→ **EXERCISE GOAL**
From the data, return each line holding the word "main".

=== Begin Enclosure ===

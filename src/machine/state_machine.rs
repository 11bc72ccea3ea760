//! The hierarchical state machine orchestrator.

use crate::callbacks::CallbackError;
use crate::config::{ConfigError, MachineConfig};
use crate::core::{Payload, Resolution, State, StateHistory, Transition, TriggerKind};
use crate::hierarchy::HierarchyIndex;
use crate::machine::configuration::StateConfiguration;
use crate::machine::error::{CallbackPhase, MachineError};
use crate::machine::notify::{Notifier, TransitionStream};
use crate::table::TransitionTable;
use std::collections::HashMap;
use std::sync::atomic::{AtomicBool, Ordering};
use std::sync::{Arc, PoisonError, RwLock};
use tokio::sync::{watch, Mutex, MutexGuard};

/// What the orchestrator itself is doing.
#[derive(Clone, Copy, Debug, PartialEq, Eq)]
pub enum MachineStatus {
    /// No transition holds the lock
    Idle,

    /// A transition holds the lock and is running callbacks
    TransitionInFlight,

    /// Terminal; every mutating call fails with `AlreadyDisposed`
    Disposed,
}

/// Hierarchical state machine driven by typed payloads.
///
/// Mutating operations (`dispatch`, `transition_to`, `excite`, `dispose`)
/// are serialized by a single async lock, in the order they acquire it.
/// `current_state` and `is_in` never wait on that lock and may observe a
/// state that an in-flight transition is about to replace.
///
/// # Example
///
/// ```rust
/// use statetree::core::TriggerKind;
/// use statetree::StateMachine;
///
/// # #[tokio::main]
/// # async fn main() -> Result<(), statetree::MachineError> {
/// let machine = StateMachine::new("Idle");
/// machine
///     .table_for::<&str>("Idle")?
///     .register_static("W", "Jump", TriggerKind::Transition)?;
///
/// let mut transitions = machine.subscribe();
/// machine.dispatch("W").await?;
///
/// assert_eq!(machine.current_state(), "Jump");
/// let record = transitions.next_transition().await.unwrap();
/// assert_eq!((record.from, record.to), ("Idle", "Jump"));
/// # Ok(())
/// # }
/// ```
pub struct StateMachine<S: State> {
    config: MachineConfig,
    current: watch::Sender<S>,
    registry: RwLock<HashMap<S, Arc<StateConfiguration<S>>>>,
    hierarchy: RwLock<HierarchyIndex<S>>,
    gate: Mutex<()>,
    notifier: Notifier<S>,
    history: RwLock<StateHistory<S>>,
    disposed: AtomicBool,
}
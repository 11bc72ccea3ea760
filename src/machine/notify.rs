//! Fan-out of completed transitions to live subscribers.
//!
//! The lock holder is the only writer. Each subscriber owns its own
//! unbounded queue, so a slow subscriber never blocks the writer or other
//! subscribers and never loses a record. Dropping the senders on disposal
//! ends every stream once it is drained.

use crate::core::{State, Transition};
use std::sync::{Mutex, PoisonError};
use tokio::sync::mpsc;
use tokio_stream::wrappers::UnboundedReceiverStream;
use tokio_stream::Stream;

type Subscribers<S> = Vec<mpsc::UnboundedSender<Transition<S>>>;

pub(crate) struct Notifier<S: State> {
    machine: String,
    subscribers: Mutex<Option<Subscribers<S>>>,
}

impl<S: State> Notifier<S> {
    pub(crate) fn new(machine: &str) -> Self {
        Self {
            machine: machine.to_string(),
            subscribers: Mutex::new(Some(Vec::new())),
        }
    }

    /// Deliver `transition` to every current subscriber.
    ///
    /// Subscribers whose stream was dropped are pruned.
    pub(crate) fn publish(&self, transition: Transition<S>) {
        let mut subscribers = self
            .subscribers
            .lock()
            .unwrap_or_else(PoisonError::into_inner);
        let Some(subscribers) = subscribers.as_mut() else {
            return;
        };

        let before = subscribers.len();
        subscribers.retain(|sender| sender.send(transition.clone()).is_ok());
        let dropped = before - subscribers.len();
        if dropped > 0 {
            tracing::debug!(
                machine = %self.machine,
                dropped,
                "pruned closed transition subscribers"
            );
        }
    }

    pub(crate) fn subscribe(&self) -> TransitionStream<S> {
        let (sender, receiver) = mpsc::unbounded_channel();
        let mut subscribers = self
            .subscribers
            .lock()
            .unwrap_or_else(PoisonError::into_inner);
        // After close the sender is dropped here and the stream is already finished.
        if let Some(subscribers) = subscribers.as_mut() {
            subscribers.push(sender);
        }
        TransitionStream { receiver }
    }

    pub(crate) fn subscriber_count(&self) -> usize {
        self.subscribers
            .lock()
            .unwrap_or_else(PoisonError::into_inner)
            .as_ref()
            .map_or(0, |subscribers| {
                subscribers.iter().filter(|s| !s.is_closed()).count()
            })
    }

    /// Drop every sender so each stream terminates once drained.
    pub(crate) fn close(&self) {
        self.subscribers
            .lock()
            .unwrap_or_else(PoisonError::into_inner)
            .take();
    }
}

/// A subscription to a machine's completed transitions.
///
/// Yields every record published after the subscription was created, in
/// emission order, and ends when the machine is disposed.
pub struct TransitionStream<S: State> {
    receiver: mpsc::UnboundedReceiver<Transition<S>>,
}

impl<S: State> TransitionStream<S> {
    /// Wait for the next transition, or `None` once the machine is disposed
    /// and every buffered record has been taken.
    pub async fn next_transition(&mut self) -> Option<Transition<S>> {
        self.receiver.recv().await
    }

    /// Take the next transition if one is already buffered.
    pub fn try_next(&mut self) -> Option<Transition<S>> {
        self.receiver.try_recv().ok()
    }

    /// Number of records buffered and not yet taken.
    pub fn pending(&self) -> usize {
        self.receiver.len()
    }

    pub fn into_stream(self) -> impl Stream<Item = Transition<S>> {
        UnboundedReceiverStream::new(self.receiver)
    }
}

=== End Enclosure ===
=== Begin Enclosure ===

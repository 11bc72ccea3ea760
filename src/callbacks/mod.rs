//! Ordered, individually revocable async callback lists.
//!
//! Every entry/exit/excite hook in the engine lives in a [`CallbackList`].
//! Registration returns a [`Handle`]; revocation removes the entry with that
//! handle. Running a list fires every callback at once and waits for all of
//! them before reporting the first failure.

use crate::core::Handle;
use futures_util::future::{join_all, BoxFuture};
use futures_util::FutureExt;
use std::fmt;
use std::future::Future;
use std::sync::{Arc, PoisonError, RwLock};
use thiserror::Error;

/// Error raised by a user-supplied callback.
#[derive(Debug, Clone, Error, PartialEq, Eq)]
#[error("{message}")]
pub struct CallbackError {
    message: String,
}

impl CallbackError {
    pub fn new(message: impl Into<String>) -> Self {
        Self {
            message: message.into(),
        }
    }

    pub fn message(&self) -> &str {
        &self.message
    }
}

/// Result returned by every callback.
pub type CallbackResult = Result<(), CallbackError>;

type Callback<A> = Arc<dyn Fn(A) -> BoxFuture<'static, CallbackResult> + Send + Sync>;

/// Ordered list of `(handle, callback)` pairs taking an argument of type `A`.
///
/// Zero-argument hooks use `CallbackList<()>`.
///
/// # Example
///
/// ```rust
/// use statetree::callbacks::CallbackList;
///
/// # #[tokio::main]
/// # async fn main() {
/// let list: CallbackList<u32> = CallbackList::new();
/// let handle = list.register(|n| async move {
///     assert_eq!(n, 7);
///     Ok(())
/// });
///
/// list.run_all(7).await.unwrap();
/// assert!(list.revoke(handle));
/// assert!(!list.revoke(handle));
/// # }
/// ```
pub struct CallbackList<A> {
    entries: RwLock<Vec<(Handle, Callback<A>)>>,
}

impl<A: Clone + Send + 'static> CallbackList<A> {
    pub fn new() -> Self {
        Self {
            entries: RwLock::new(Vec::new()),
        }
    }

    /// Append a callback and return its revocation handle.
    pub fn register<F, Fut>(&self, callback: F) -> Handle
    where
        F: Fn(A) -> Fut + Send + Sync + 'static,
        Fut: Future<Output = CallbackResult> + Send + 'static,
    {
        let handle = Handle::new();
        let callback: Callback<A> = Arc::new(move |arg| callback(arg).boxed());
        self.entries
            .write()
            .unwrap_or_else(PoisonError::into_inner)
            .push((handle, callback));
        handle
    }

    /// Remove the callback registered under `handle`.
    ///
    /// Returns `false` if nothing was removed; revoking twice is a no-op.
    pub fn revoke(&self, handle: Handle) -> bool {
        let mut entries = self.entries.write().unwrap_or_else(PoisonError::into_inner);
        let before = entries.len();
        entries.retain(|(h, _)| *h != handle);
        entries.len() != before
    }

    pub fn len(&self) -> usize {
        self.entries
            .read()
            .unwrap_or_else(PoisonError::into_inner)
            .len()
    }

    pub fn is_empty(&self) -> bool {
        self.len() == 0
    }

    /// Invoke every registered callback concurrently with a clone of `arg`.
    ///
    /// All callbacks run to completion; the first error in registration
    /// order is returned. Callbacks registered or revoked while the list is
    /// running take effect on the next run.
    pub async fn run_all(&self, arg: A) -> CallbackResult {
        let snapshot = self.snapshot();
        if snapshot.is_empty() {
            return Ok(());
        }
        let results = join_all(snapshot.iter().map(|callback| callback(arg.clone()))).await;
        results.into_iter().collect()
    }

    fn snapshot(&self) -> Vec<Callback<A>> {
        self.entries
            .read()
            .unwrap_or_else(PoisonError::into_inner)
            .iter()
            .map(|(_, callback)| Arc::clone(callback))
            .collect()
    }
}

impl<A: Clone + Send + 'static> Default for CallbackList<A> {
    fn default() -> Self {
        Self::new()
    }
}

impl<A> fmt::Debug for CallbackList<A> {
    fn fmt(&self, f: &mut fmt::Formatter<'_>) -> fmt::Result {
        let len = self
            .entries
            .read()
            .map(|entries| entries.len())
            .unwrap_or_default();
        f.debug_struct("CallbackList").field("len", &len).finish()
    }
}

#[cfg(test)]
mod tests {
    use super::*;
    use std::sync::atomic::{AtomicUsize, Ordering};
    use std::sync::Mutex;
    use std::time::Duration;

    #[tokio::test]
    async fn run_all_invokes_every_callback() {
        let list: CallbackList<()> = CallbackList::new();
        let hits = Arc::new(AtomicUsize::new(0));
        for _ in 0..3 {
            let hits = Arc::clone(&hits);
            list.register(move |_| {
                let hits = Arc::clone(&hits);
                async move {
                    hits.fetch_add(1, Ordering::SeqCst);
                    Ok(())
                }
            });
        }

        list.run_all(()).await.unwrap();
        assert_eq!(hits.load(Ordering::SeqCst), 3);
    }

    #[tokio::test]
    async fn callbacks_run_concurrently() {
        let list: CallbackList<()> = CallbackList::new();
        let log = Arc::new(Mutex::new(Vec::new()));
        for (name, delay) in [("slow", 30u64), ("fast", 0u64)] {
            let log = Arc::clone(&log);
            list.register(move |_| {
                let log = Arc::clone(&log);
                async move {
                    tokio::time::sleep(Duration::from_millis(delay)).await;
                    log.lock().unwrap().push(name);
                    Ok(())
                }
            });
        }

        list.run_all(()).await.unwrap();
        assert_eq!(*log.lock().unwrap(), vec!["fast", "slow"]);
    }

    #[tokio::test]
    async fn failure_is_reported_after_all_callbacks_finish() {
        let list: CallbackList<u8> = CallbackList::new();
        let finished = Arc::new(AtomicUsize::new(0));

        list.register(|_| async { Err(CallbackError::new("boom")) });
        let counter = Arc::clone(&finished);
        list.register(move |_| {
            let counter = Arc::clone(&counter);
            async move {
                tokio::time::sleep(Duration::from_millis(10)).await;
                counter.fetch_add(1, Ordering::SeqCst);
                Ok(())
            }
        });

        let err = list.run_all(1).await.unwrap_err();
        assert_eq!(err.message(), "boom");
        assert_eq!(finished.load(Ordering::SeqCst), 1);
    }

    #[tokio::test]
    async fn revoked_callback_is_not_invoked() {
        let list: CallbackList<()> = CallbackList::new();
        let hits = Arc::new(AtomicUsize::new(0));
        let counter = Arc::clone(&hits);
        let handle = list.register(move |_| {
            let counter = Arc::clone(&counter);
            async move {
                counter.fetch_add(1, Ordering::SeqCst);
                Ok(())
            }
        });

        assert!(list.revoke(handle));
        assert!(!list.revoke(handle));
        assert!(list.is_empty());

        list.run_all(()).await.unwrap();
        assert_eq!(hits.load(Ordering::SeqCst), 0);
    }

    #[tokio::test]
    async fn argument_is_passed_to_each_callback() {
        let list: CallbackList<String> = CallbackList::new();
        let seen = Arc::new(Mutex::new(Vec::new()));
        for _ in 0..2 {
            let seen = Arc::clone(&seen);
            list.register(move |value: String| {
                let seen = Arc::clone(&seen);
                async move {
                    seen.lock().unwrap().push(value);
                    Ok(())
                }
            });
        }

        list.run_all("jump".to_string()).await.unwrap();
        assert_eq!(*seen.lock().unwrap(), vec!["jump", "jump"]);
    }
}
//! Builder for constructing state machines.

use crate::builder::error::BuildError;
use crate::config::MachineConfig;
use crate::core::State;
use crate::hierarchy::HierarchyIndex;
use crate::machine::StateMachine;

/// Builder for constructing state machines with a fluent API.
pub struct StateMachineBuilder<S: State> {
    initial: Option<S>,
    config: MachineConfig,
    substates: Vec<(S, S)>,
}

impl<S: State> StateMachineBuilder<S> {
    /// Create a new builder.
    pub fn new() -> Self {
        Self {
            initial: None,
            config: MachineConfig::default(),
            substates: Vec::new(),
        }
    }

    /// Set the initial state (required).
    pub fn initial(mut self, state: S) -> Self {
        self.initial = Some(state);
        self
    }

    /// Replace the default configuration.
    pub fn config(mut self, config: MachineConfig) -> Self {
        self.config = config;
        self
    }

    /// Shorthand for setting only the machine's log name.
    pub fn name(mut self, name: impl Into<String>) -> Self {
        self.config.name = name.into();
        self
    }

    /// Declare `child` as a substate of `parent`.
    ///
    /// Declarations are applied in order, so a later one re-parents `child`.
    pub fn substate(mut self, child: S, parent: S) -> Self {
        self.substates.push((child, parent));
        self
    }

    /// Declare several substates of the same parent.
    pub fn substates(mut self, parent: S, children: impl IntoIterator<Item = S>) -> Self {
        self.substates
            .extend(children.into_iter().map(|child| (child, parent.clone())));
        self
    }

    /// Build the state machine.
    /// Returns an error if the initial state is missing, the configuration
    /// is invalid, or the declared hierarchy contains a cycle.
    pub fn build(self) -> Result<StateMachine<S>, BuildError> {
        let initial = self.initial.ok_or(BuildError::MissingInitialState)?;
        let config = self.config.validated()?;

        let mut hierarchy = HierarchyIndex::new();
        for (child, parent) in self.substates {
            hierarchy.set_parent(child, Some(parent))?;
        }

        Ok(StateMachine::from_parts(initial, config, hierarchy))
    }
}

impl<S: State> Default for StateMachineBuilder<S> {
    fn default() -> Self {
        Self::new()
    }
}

=== End Enclosure ===
=== Begin Enclosure ===

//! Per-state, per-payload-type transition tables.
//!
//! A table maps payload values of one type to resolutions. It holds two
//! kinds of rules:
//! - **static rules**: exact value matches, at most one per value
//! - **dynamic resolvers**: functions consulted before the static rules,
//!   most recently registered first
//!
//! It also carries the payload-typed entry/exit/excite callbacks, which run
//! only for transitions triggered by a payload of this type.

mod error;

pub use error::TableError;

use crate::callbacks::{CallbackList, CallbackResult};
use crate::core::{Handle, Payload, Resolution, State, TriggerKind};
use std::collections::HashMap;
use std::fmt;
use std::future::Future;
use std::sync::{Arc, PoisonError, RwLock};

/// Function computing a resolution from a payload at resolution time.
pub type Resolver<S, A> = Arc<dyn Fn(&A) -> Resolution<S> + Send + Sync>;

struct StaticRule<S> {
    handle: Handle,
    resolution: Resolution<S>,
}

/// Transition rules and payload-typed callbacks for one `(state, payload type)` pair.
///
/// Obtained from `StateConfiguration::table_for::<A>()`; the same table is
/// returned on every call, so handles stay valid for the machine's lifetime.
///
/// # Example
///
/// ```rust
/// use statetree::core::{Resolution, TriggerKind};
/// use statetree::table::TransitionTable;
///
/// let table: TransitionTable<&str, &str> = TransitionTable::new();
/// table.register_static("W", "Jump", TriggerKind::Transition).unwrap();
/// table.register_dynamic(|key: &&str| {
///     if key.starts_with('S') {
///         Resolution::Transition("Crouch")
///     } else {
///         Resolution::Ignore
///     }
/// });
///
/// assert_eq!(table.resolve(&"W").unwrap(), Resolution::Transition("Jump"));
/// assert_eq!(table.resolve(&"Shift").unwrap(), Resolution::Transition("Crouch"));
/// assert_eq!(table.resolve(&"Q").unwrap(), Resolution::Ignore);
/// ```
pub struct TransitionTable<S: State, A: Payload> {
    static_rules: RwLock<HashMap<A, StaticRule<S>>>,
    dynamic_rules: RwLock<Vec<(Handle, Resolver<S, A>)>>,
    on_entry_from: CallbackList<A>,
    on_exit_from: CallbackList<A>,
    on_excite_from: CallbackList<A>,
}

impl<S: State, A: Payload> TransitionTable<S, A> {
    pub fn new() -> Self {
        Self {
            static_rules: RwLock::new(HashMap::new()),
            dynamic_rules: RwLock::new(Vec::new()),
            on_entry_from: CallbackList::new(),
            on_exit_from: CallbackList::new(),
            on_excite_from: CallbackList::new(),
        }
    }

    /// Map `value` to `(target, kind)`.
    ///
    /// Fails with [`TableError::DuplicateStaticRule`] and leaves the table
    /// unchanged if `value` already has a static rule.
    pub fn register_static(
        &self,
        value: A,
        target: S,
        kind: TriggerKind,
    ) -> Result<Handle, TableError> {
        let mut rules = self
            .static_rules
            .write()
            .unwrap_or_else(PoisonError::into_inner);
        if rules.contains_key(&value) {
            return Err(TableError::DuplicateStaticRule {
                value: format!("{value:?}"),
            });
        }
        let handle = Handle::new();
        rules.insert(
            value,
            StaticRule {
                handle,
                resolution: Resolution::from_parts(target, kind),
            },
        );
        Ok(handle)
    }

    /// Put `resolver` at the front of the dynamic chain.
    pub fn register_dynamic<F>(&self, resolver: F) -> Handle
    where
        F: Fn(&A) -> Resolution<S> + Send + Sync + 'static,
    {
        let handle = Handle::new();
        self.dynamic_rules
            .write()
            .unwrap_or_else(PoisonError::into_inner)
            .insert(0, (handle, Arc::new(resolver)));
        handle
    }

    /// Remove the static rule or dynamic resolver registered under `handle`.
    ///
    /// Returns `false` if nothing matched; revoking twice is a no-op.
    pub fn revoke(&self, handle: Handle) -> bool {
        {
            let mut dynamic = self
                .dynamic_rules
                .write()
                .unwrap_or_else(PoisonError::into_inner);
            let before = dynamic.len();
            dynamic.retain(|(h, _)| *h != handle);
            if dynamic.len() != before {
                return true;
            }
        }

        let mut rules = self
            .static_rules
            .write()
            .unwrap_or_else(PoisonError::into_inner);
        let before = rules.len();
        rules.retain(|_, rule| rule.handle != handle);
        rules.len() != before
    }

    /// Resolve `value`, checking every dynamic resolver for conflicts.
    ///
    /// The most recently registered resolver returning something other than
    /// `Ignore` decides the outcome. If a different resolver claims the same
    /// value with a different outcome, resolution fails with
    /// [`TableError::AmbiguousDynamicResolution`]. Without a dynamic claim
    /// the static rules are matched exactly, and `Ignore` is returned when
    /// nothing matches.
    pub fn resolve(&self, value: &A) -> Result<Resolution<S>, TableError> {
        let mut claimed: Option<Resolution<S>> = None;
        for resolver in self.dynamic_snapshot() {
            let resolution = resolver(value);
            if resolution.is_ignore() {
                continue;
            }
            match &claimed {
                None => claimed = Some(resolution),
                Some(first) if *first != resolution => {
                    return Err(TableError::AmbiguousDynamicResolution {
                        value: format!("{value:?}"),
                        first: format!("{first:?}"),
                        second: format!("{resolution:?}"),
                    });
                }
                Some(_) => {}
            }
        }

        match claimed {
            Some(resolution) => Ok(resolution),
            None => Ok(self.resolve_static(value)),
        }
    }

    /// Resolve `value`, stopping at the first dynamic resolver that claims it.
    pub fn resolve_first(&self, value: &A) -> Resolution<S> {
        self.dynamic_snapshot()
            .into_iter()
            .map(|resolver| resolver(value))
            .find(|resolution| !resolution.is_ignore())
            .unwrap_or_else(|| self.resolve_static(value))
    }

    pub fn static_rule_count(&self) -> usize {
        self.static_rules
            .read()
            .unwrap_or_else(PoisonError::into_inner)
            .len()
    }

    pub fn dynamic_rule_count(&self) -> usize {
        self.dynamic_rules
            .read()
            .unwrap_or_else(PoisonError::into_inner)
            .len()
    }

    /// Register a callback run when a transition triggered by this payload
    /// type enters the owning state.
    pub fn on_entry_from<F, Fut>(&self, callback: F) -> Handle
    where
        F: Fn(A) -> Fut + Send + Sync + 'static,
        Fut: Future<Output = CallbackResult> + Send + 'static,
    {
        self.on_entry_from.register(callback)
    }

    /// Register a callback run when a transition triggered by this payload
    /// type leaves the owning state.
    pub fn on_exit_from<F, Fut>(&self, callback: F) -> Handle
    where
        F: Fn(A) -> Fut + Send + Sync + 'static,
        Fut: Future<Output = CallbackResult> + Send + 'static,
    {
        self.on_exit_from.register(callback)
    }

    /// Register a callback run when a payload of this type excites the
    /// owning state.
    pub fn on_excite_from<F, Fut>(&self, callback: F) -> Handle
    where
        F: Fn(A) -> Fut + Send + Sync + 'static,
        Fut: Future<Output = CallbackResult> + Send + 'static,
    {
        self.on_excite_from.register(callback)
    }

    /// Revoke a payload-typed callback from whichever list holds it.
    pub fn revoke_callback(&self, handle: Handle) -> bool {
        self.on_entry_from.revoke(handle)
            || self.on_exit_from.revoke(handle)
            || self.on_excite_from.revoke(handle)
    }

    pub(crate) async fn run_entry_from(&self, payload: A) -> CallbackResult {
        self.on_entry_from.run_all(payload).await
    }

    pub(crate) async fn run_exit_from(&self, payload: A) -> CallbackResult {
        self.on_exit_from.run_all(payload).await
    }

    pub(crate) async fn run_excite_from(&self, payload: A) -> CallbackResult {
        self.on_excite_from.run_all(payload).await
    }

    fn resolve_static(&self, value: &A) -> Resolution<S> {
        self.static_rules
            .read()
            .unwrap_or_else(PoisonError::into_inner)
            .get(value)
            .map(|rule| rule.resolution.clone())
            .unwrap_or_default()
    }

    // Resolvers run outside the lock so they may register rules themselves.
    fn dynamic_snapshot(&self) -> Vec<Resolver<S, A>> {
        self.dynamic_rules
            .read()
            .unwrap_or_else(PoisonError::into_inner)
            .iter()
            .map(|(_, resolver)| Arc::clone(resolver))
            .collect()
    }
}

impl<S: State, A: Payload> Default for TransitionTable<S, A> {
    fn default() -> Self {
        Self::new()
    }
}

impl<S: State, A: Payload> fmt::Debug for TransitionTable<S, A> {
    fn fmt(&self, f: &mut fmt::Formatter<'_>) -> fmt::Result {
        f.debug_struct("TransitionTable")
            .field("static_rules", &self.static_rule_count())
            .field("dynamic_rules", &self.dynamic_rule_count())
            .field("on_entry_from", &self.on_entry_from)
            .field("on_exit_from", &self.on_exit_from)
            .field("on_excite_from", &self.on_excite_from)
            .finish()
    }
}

=== End Enclosure ===

→ **WRITTEN ANSWER**
/// # #[tokio::main]
/// # async fn main() -> Result<(), statetree::MachineError> {
/// # #[tokio::main]
/// # async fn main() {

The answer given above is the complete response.